Mrs. Morran said the ant hill has become something of a highlight for walkers who travel along the road. (Bailey Moreton/News Staff)Mrs. Morran said the ant hill has become something of a highlight for walkers who travel along the road. (Bailey Moreton/News Staff)
The sign on Happy Valley Road in Metchosin was put up by the Morran’s around 20 years ago. (Bailey Moreton/News Staff)The sign on Happy Valley Road in Metchosin was put up by the Morran’s around 20 years ago. (Bailey Moreton/News Staff)

Along Happy Valley Road in Metchosin lies an ant hill so mighty, it has its own sign.

A common sight for passersby who live nearby, and a special find for those new to the area, the two-foot-high “Ant Nest” has been a part of a local couple’s property for two decades.

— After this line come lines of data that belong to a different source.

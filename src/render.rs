//! Symbol rendering.
//!
//! [`render`] is the whole pipeline for one symbol: background, body modules,
//! eye frames, eye balls, logo. It draws onto any [`Surface`] and never fails;
//! unknown names were already resolved to defaults when the design was read.
//!
//! [`Renderer`] is the stateful front end a host keeps around: it owns the
//! random source used by jittered shapes and the logo cache.

use image::RgbaImage;
use rand::rngs::StdRng;
use rand::{RngCore, SeedableRng};

use crate::design::Design;
use crate::error::{Error, Result};
use crate::eyes::{draw_balls, draw_frames};
use crate::gradient::resolve_fill;
use crate::logo::{draw_logo, LogoCache};
use crate::matrix::{is_eye, Matrix, ModuleRect};
use crate::raster::RasterSurface;
use crate::surface::{Painter, Surface};
use crate::svg::SvgSurface;

/// Renders `matrix` styled by `design` onto `surface`.
///
/// With `design.preview` set, the matching thumbnail is drawn instead and
/// `matrix` is ignored. `logo` is the decoded logo image; without it the logo
/// step is skipped.
pub fn render(
    surface: &mut dyn Surface,
    matrix: &dyn Matrix,
    design: &Design,
    logo: Option<&RgbaImage>,
    rng: &mut dyn RngCore,
) {
    let mut painter = Painter::new(surface, rng);
    if let Some(preview) = design.preview {
        preview.draw(&mut painter, design);
        return;
    }

    let size = painter.size() as f32;
    painter.set_color(design.color_background);
    painter.fill_rect(0.0, 0.0, size, size);

    let n = matrix.module_count();
    if n == 0 {
        log::warn!("empty module matrix, only the background is drawn");
        return;
    }
    let tile = size as f64 / n as f64;
    log::debug!("rendering {n}x{n} modules at {size}px, tile {tile:.3}px");

    paint_body(&mut painter, matrix, design, tile);

    log::debug!("eye frames: {}", design.eye_frame_shape);
    painter.set_color(design.eye_frame_color);
    draw_frames(&mut painter, design.eye_frame_shape, size, tile as f32);

    log::debug!("eye balls: {}", design.eye_ball_shape);
    painter.set_color(design.eye_ball_color);
    draw_balls(&mut painter, design.eye_ball_shape, size, tile as f32);

    if let Some(image) = logo {
        log::debug!("logo: {}x{}", image.width(), image.height());
        draw_logo(&mut painter, design, image, size, tile as f32);
    }
}

/// Draws every dark module outside the three eyes with the body shape.
pub fn paint_body(painter: &mut Painter<'_>, matrix: &dyn Matrix, design: &Design, tile: f64) {
    let n = matrix.module_count();
    let width = (n as f64 * tile) as f32;
    let fill = if design.uses_gradient() { design.gradient.name() } else { "flat" };
    log::debug!("body: {} ({fill})", design.body_shape);
    painter.set_fill(resolve_fill(design, width));
    for row in 0..n {
        for col in 0..n {
            let (r, c) = (row as i32, col as i32);
            if !matrix.is_dark(r, c) || is_eye(r, c, n as i32) {
                continue;
            }
            let rect = ModuleRect::new(row, col, tile);
            design.body_shape.draw(painter, rect, matrix, r, c);
        }
    }
}

/// A rendering session: random source and logo cache.
pub struct Renderer {
    rng: StdRng,
    logos: LogoCache,
}

impl Default for Renderer {
    fn default() -> Self {
        Self::new()
    }
}

impl Renderer {
    /// A renderer whose jittered shapes differ from run to run.
    pub fn new() -> Self {
        Self { rng: StdRng::from_entropy(), logos: LogoCache::new() }
    }

    /// A renderer producing the same output for the same inputs.
    pub fn with_seed(seed: u64) -> Self {
        Self { rng: StdRng::seed_from_u64(seed), logos: LogoCache::new() }
    }

    pub fn logos_mut(&mut self) -> &mut LogoCache {
        &mut self.logos
    }

    /// Renders to a `size` x `size` RGBA image.
    pub fn render_image(&mut self, matrix: &dyn Matrix, design: &Design, size: u32) -> Result<RgbaImage> {
        let mut surface = RasterSurface::new(size)?;
        let logo = self.logos.resolve(design.logo_image_source.as_deref());
        render(&mut surface, matrix, design, logo, &mut self.rng);
        Ok(surface.into_image())
    }

    /// Renders to an SVG document `size` pixels wide.
    pub fn render_svg(&mut self, matrix: &dyn Matrix, design: &Design, size: u32) -> Result<String> {
        if size == 0 {
            return Err(Error::Surface { width: size, height: size });
        }
        let mut surface = SvgSurface::new(size);
        let logo = self.logos.resolve(design.logo_image_source.as_deref());
        render(&mut surface, matrix, design, logo, &mut self.rng);
        Ok(surface.finish())
    }
}

#[cfg(test)]
mod tests {
    use super::*;
    use crate::color::Rgba;
    use crate::gradient::FillStyle;
    use crate::matrix::ModuleGrid;
    use crate::preview::Preview;
    use crate::surface::testing::RecordingSurface;
    use rand::rngs::mock::StepRng;
    use tiny_skia::Rect;

    fn record(matrix: &ModuleGrid, design: &Design, logo: Option<&RgbaImage>) -> RecordingSurface {
        let mut surface = RecordingSurface::default();
        let mut rng = StepRng::new(0, 1);
        render(&mut surface, matrix, design, logo, &mut rng);
        surface
    }

    #[test]
    fn draws_phases_in_order() {
        // 20 modules on the 100px recording surface: tile 5
        let grid = ModuleGrid::from_fn(20, |r, c| r == 10 && c == 10);
        let design = Design {
            color: Rgba::rgb(1, 1, 1),
            eye_frame_color: Rgba::rgb(2, 2, 2),
            eye_ball_color: Rgba::rgb(3, 3, 3),
            ..Design::default()
        };
        let surface = record(&grid, &design, None);

        let colors: Vec<_> = surface.fills.iter().map(|(_, f)| f.clone()).collect();
        assert_eq!(colors[0], FillStyle::Solid(Rgba::WHITE));
        assert_eq!(surface.fills[0].0, Rect::from_xywh(0.0, 0.0, 100.0, 100.0).unwrap());
        assert_eq!(colors[1], FillStyle::Solid(Rgba::rgb(1, 1, 1)));
        assert_eq!(surface.fills[1].0, Rect::from_xywh(50.0, 50.0, 5.0, 5.0).unwrap());
        // three square balls
        assert_eq!(colors[2..].to_vec(), vec![FillStyle::Solid(Rgba::rgb(3, 3, 3)); 3]);
        // three stroked square frames
        assert_eq!(surface.strokes.len(), 3);
    }

    #[test]
    fn body_skips_eyes_and_light_modules() {
        let grid = ModuleGrid::from_fn(21, |_, _| true);
        let mut surface = RecordingSurface::default();
        let mut rng = StepRng::new(0, 1);
        let mut painter = Painter::new(&mut surface, &mut rng);
        paint_body(&mut painter, &grid, &Design::default(), 1.0);
        drop(painter);
        assert_eq!(surface.fills.len(), 21 * 21 - 3 * 49);
    }

    #[test]
    fn logo_is_drawn_last() {
        let grid = ModuleGrid::from_fn(21, |_, _| false);
        let logo = RgbaImage::from_pixel(4, 4, image::Rgba([0, 0, 0, 255]));
        let surface = record(&grid, &Design::default(), Some(&logo));
        assert_eq!(surface.images, vec![Rect::from_xywh(25.0, 25.0, 50.0, 50.0).unwrap()]);
    }

    #[test]
    fn preview_replaces_the_symbol() {
        let grid = ModuleGrid::from_fn(21, |_, _| true);
        let design = Design { preview: Some(Preview::Gradient), ..Design::default() };
        let surface = record(&grid, &design, None);
        assert_eq!(surface.fills.len(), 1);
        assert!(surface.strokes.is_empty());
    }

    #[test]
    fn empty_matrix_draws_only_background() {
        let surface = record(&ModuleGrid::new(0), &Design::default(), None);
        assert_eq!(surface.fills.len(), 1);
        assert!(surface.strokes.is_empty());
    }

    #[test]
    fn renderer_rejects_zero_size() {
        let grid = ModuleGrid::new(21);
        let mut renderer = Renderer::with_seed(1);
        assert!(renderer.render_image(&grid, &Design::default(), 0).is_err());
        assert!(renderer.render_svg(&grid, &Design::default(), 0).is_err());
    }
}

The Morrans, who asked to not have their full names included, have lived on their property for 40 years.

“A lot of people have never seen an ants’ nest,” Mrs. Morran said, adding that onlookers often stop to take pictures of the crawling insects. “A lot of people walk along the bank and it became a bit of a highlight for them.”

Rob Higgins, a professor at Thompson Rivers University and ant expert, said the species is most likely the “formica oreas,” also known as a thatching ant – the most common kind to live on southern Vancouver Island.

Thatching ants can have a painful bite and spray acid that will leave humans with a burning sensation. Their nests can start from a single queen ant and grow to a population of thousands.

“It isn’t really clear why they swarm onto the surface of the nest. They might be trying to warm their bodies and then take that heat back into the nest, or they might be trying to take overheated bodies from within the nest and radiate away the excess heat,” Higgins said.

“They will change the number of entrance holes in the thatch to control internal temperature. If it gets hot in the nest they will open more, and on a cold day, they will close most to keep heat in.”

While the sign is there to warn people, it could also draw the attention of bears, which are known to dig up the hills for food, Higgins said.

“I once saw a young bear just dipping his paws into a nest he had torn open and seemed to happily be licking the ants off of his paws.”

Luckily, Mrs. Morran told Black Press Media says the local bears have so far stayed clear.